In a previous blog, we explained what an important business service is. Whilst we also covered 9 questions firms need to ask themselves, as they build their respective scenario testing strategies. This is an area that has become of greater interest to regulators. As a result, more demands are being placed on firms to demonstrate that sufficient levels of testing exist at each stage of their software development life cycle.

However, this also expands into “What If?” analysis across their supply chains, their workforces (e.g. a global pandemic), and their technology systems. 

At the very least, firms need to grasp and report on:

  • What testing is being performed?

  • What is being tested and the frequency of the testing?

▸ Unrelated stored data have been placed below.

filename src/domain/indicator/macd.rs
//! MACD (Moving Average Convergence Divergence).
//!
//! MACD Line = EMA(fast) - EMA(slow)
//! Signal Line = EMA(signal) of MACD Line, seeded with the mean of its first `signal` values
//! Histogram = MACD Line - Signal Line
//!
//! The two EMAs are cached under their own keys and filled before MACD, so the
//! line for any earlier bar is a cache read. Undefined until the signal line exists.

use crate::domain::bar::Bar;
use crate::domain::indicator::{ema, previous, IndicatorKey, IndicatorValue};

pub const DEFAULT_FAST: usize = 12;
pub const DEFAULT_SLOW: usize = 26;
pub const DEFAULT_SIGNAL: usize = 9;

fn line_at(bar: &Bar, fast: usize, slow: usize) -> Option<f64> {
    let f = bar.indicator(&IndicatorKey::Ema(fast))?.simple()?;
    let s = bar.indicator(&IndicatorKey::Ema(slow))?.simple()?;
    Some(f - s)
}

pub fn macd_at(
    bars: &[Bar],
    fast: usize,
    slow: usize,
    signal_period: usize,
    key: &IndicatorKey,
) -> IndicatorValue {
    if fast == 0 || slow == 0 || signal_period == 0 {
        return IndicatorValue::Undefined;
    }
    let Some(last) = bars.last() else {
        return IndicatorValue::Undefined;
    };
    let Some(line) = line_at(last, fast, slow) else {
        return IndicatorValue::Undefined;
    };

    let signal = match previous(bars, key) {
        Some(IndicatorValue::Macd { signal: prev, .. }) => {
            ema::ema_step(line, prev, signal_period)
        }
        _ => {
            if bars.len() < signal_period {
                return IndicatorValue::Undefined;
            }
            let seed: Option<Vec<f64>> = bars[bars.len() - signal_period..]
                .iter()
                .map(|b| line_at(b, fast, slow))
                .collect();
            match seed {
                Some(lines) => lines.iter().sum::<f64>() / signal_period as f64,
                None => return IndicatorValue::Undefined,
            }
        }
    };

    IndicatorValue::Macd {
        line,
        signal,
        histogram: line - signal,
    }
}
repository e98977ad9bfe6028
//! Concrete adapter implementations for ports.

pub mod csv_adapter;
pub mod file_config_adapter;
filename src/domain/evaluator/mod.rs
//! Position signal evaluators.
//!
//! Every evaluator follows the same shape:
//! 1. validate its configuration and render its signal key (errors are fatal)
//! 2. look up the kline for the configured frequency
//! 3. return the neutral signal unless the named position is holding
//! 4. scan at most the last `BAR_WINDOW` bars and classify
//!
//! Nothing past step 2 can fail: missing data always maps to `Other`.

pub mod bar_stop;
pub mod fx_stop;
pub mod holds;
pub mod ma_break;

use crate::domain::bar::{Bar, BarSeries};
use crate::domain::error::SignalError;
use crate::domain::fractal::Fractal;
use crate::domain::position::{Operate, PositionBook};
use crate::domain::signal::{Outcome, Signal, SignalKey, Template, OTHER};
use chrono::NaiveDateTime;
use std::collections::HashMap;

pub use bar_stop::{pos_bar_stop, BarStopConfig};
pub use fx_stop::{pos_fx_stop, FxStopConfig};
pub use holds::{pos_holds, HoldsConfig, HoldsOutcome};
pub use ma_break::{pos_ma, MaBreakConfig, MaBreakOutcome};

/// Most recent bars any evaluator looks at.
pub const BAR_WINDOW: usize = 100;

/// Bars and fractals of one frequency.
#[derive(Debug, Clone, Default)]
pub struct Kline {
    pub bars: BarSeries,
    pub fractals: Vec<Fractal>,
}

impl Kline {
    pub fn new(bars: BarSeries, fractals: Vec<Fractal>) -> Self {
        Self { bars, fractals }
    }

    /// Bars of the scan window.
    pub fn window(&self) -> &[Bar] {
        self.bars.tail(BAR_WINDOW)
    }

    /// Window bars strictly after `dt`, oldest first.
    pub fn bars_after(&self, dt: NaiveDateTime) -> impl Iterator<Item = &Bar> {
        self.window().iter().filter(move |b| b.dt > dt)
    }

    /// The last `n` window bars strictly before `dt`, oldest first.
    pub fn bars_before(&self, dt: NaiveDateTime, n: usize) -> &[Bar] {
        let window = self.window();
        let end = window.partition_point(|b| b.dt < dt);
        &window[end.saturating_sub(n)..end]
    }
}

/// Everything an evaluator reads for one call.
pub struct SignalContext<'a> {
    pub klines: &'a mut HashMap<String, Kline>,
    /// `None` when the caller does not track positions.
    pub positions: Option<&'a PositionBook>,
    /// Latest traded price, the reference for stop checks.
    pub latest_price: f64,
}

impl<'a> SignalContext<'a> {
    pub fn new(
        klines: &'a mut HashMap<String, Kline>,
        positions: Option<&'a PositionBook>,
        latest_price: f64,
    ) -> Self {
        Self {
            klines,
            positions,
            latest_price,
        }
    }

    pub fn kline(&self, freq: &str) -> Result<&Kline, SignalError> {
        self.klines
            .get(freq)
            .ok_or_else(|| SignalError::UnknownFrequency {
                freq: freq.to_string(),
            })
    }

    pub fn kline_mut(&mut self, freq: &str) -> Result<&mut Kline, SignalError> {
        self.klines
            .get_mut(freq)
            .ok_or_else(|| SignalError::UnknownFrequency {
                freq: freq.to_string(),
            })
    }

    /// Opening operate of `pos_name`, or `None` if there is no position book,
    /// no such position, or the position is flat.
    pub fn holding(&self, pos_name: &str) -> Option<&'a Operate> {
        self.positions?.get(pos_name)?.holding()
    }
}

pub(crate) fn neutral(key: &SignalKey) -> Signal {
    Signal::new(key, &[OTHER])
}

pub(crate) fn finish<O: Outcome + std::fmt::Debug>(key: &SignalKey, outcome: O) -> Signal {
    let signal = Signal::from_outcome(key, outcome);
    log::trace!("{} -> {:?}", key, outcome);
    signal
}

pub(crate) fn check_range(
    param: &str,
    value: usize,
    min: usize,
    max: usize,
) -> Result<(), SignalError> {
    if (min..=max).contains(&value) {
        Ok(())
    } else {
        Err(SignalError::out_of_range(param, value, min, max))
    }
}

/// Any of the four evaluators with its configuration.
#[derive(Debug, Clone, PartialEq)]
pub enum SignalConfig {
    MaBreak(MaBreakConfig),
    FxStop(FxStopConfig),
    BarStop(BarStopConfig),
    Holds(HoldsConfig),
}

impl SignalConfig {
    pub fn kind(&self) -> &'static str {
        self.template().name
    }

    pub fn template(&self) -> &'static Template {
        match self {
            SignalConfig::MaBreak(_) => &ma_break::TEMPLATE,
            SignalConfig::FxStop(_) => &fx_stop::TEMPLATE,
            SignalConfig::BarStop(_) => &bar_stop::TEMPLATE,
            SignalConfig::Holds(_) => &holds::TEMPLATE,
        }
    }

    pub fn freq(&self) -> &str {
        match self {
            SignalConfig::MaBreak(c) => &c.freq,
            SignalConfig::FxStop(c) => &c.freq,
            SignalConfig::BarStop(c) => &c.freq,
            SignalConfig::Holds(c) => &c.freq,
        }
    }

    pub fn validate(&self) -> Result<(), SignalError> {
        match self {
            SignalConfig::MaBreak(c) => c.validate(),
            SignalConfig::FxStop(c) => c.validate(),
            SignalConfig::BarStop(c) => c.validate(),
            SignalConfig::Holds(c) => c.validate(),
        }
    }

    pub fn key(&self) -> Result<SignalKey, SignalError> {
        match self {
            SignalConfig::MaBreak(c) => c.key(),
            SignalConfig::FxStop(c) => c.key(),
            SignalConfig::BarStop(c) => c.key(),
            SignalConfig::Holds(c) => c.key(),
        }
    }

    pub fn evaluate(&self, ctx: &mut SignalContext<'_>) -> Result<Signal, SignalError> {
        match self {
            SignalConfig::MaBreak(c) => pos_ma(ctx, c),
            SignalConfig::FxStop(c) => pos_fx_stop(ctx, c),
            SignalConfig::BarStop(c) => pos_bar_stop(ctx, c),
            SignalConfig::Holds(c) => pos_holds(ctx, c),
        }
    }
}

/// One evaluator as listed by the catalog.
#[derive(Debug, Clone)]
pub struct CatalogEntry {
    pub template: &'static Template,
    /// `v1_v2_v3` for each outcome, neutral first.
    pub outcomes: Vec<String>,
}

fn catalog_entry<O: Outcome>(template: &'static Template) -> CatalogEntry {
    let outcomes = O::ALL
        .iter()
        .map(|o| {
            let key = SignalKey {
                k1: String::new(),
                k2: String::new(),
                k3: String::new(),
            };
            let s = Signal::from_outcome(&key, *o);
            format!("{}_{}_{}", s.v1, s.v2, s.v3)
        })
        .collect();
    CatalogEntry { template, outcomes }
}

/// Templates and outcome sets of every evaluator.
pub fn catalog() -> Vec<CatalogEntry> {
    vec![
        catalog_entry::<MaBreakOutcome>(&ma_break::TEMPLATE),
        catalog_entry::<fx_stop::StopOutcome>(&fx_stop::TEMPLATE),
        catalog_entry::<fx_stop::StopOutcome>(&bar_stop::TEMPLATE),
        catalog_entry::<HoldsOutcome>(&holds::TEMPLATE),
    ]
}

  • The coverage of the testing and the type of testing being executed.

  • What the testing has revealed and how any unexpected outcomes were identified.

  • The firms plan to respond, mitigate or nullify any unexpected outcomes from the testing.

 

In Closing:

It is evident that there is a long road ahead for firms, as they build a deeper understanding of their operational resilience. Indeed, it will take time and significant effort to address operational resilience challenges for firms of varying scale & complexity. However, in a sector that is increasingly digital by default, experiencing downtime for a matter of seconds could have severe consequences on firms, customers, and the wider financial system. 

Firms need to act swiftly by building common terminologies, frameworks, and responsibilities across the organisation so that a coherent operational resilience strategy can be formulated. This means the securing of board-level support and making operational resilience a strategic imperative for the organisation.